What you are asked to do: Copy every line from the records below that holds the word "table".
= Beginning of Section =
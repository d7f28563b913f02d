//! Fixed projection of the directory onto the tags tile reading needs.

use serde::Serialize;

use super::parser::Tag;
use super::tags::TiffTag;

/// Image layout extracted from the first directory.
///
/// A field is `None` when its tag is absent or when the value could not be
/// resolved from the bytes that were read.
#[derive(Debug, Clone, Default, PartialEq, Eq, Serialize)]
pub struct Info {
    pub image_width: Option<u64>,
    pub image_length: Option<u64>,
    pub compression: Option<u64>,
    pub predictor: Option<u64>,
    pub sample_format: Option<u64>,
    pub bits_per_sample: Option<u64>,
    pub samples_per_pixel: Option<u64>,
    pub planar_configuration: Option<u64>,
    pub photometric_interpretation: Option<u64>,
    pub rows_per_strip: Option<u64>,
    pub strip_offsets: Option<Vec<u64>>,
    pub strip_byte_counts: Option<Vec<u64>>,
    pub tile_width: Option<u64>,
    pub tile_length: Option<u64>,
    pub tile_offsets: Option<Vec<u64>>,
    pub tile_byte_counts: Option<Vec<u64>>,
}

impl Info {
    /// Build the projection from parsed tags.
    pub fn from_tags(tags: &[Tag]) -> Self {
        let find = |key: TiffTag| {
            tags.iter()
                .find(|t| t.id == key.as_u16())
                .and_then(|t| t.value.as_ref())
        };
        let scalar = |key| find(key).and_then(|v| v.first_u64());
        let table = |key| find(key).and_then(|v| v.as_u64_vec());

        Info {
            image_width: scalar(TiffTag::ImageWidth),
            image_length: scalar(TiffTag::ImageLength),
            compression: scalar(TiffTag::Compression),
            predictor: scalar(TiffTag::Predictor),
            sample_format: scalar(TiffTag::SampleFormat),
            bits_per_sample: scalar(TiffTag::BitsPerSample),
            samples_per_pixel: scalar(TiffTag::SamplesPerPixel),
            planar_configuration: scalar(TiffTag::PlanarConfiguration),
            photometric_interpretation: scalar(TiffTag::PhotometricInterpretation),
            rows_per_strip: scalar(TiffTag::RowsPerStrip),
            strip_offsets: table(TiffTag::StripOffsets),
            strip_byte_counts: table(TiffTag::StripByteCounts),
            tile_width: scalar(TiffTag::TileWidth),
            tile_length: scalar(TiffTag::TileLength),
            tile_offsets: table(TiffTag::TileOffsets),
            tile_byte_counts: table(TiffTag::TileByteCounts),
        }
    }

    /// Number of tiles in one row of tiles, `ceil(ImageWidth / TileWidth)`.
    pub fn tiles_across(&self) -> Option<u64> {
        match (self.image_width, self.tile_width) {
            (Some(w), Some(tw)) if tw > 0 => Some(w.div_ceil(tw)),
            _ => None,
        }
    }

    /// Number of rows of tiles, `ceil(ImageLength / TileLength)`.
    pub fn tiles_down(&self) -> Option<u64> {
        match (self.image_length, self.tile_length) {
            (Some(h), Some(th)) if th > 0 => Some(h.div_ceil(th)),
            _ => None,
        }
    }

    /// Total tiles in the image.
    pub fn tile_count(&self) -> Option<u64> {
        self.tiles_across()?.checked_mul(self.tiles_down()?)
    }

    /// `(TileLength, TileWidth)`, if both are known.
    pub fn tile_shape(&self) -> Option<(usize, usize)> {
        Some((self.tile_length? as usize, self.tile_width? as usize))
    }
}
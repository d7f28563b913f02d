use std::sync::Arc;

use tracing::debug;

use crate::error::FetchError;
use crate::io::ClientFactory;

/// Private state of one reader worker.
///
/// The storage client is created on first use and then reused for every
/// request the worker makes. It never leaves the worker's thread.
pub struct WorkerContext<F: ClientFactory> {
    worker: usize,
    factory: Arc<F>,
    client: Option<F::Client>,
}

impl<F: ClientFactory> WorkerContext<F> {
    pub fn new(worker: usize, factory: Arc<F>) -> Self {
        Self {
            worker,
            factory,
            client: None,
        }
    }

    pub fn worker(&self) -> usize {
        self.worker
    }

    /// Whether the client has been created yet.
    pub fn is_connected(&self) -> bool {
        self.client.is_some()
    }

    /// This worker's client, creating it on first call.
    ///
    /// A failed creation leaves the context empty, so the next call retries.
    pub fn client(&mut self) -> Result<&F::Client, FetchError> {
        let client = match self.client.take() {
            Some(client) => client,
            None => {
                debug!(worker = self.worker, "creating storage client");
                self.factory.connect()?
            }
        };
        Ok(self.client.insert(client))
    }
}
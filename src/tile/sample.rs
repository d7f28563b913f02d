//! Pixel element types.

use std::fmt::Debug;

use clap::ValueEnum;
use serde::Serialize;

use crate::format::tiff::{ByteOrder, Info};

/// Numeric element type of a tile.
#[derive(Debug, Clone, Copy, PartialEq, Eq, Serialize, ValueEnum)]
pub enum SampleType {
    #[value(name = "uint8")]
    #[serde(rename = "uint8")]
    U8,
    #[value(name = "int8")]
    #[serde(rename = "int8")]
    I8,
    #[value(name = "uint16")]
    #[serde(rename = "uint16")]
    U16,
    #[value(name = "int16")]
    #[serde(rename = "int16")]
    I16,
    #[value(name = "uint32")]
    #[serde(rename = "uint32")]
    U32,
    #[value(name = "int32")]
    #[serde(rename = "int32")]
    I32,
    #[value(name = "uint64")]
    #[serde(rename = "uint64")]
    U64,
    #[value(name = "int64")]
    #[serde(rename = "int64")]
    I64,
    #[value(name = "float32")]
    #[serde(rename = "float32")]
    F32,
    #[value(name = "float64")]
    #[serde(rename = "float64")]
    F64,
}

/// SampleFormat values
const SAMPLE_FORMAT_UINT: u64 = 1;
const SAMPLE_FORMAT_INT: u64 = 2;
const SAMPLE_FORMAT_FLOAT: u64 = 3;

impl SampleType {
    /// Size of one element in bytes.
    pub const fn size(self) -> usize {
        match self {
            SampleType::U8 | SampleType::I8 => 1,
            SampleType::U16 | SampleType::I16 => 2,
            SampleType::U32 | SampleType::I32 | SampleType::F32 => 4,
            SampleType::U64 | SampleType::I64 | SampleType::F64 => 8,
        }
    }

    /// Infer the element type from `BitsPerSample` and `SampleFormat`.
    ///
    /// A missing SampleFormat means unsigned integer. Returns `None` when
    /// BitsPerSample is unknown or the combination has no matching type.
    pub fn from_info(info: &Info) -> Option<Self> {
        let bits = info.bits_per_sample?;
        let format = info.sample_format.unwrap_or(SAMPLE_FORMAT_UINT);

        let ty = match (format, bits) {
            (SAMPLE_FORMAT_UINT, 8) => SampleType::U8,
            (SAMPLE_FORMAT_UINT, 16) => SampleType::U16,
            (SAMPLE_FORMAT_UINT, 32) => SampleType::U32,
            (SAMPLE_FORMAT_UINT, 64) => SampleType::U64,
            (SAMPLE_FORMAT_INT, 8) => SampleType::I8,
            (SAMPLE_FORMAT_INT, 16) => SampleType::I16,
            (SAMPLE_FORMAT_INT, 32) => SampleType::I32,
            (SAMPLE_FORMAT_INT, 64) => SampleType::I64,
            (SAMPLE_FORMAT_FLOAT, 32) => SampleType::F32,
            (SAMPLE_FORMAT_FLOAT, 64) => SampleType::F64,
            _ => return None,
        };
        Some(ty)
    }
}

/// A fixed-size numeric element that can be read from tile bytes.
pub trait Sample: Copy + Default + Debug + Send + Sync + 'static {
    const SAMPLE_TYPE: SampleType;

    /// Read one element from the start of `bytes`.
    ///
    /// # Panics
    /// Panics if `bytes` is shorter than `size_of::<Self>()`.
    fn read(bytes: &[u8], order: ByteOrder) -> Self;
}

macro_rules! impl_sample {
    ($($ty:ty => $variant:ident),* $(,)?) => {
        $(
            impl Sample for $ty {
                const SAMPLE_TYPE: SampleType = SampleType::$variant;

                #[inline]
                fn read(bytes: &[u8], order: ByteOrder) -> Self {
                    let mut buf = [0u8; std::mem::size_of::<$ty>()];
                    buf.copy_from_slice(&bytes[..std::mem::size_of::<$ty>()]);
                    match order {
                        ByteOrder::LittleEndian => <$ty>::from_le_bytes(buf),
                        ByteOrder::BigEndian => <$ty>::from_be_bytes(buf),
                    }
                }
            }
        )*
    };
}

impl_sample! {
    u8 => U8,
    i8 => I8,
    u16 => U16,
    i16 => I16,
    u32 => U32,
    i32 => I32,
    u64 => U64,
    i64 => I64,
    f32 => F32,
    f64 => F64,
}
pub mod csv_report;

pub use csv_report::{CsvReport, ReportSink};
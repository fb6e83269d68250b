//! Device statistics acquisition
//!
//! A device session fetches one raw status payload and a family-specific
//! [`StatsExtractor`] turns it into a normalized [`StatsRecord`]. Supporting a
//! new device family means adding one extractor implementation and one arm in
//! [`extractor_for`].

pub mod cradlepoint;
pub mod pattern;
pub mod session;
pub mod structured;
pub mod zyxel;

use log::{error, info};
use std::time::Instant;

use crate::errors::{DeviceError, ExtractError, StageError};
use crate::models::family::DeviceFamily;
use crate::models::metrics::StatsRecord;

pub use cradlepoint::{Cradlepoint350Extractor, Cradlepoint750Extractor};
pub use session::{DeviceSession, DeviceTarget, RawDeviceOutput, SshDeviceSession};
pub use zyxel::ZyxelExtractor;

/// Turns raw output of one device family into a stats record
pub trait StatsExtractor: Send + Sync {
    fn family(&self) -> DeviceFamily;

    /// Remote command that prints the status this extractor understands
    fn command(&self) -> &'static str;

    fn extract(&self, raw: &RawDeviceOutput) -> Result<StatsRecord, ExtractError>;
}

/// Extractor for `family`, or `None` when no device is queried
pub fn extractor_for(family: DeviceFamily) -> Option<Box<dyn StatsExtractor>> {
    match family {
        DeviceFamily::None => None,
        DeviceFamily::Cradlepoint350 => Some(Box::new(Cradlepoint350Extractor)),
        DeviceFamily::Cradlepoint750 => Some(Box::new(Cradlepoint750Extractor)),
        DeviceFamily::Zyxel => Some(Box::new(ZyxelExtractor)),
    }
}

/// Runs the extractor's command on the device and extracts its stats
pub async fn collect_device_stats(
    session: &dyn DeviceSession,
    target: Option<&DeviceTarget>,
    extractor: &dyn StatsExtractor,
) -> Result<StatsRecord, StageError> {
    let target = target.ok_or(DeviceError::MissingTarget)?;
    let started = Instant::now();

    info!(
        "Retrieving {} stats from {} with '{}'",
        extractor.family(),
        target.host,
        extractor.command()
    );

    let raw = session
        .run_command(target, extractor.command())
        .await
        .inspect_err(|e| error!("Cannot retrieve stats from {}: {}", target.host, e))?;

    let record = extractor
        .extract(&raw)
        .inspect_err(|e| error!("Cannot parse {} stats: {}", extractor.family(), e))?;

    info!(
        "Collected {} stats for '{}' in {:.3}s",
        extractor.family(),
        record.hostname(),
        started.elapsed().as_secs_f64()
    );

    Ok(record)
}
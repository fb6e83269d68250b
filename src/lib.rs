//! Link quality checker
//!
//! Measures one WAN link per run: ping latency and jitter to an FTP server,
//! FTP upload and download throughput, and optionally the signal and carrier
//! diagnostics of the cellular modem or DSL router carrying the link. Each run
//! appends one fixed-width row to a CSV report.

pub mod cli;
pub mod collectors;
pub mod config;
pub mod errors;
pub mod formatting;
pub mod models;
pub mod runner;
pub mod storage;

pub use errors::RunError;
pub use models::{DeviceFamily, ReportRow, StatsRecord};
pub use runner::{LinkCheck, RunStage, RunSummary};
= End of Section =
The answer:
        let table = |key| find(key).and_then(|v| v.as_u64_vec());
            strip_offsets: table(TiffTag::StripOffsets),
            strip_byte_counts: table(TiffTag::StripByteCounts),
            tile_offsets: table(TiffTag::TileOffsets),
            tile_byte_counts: table(TiffTag::TileByteCounts),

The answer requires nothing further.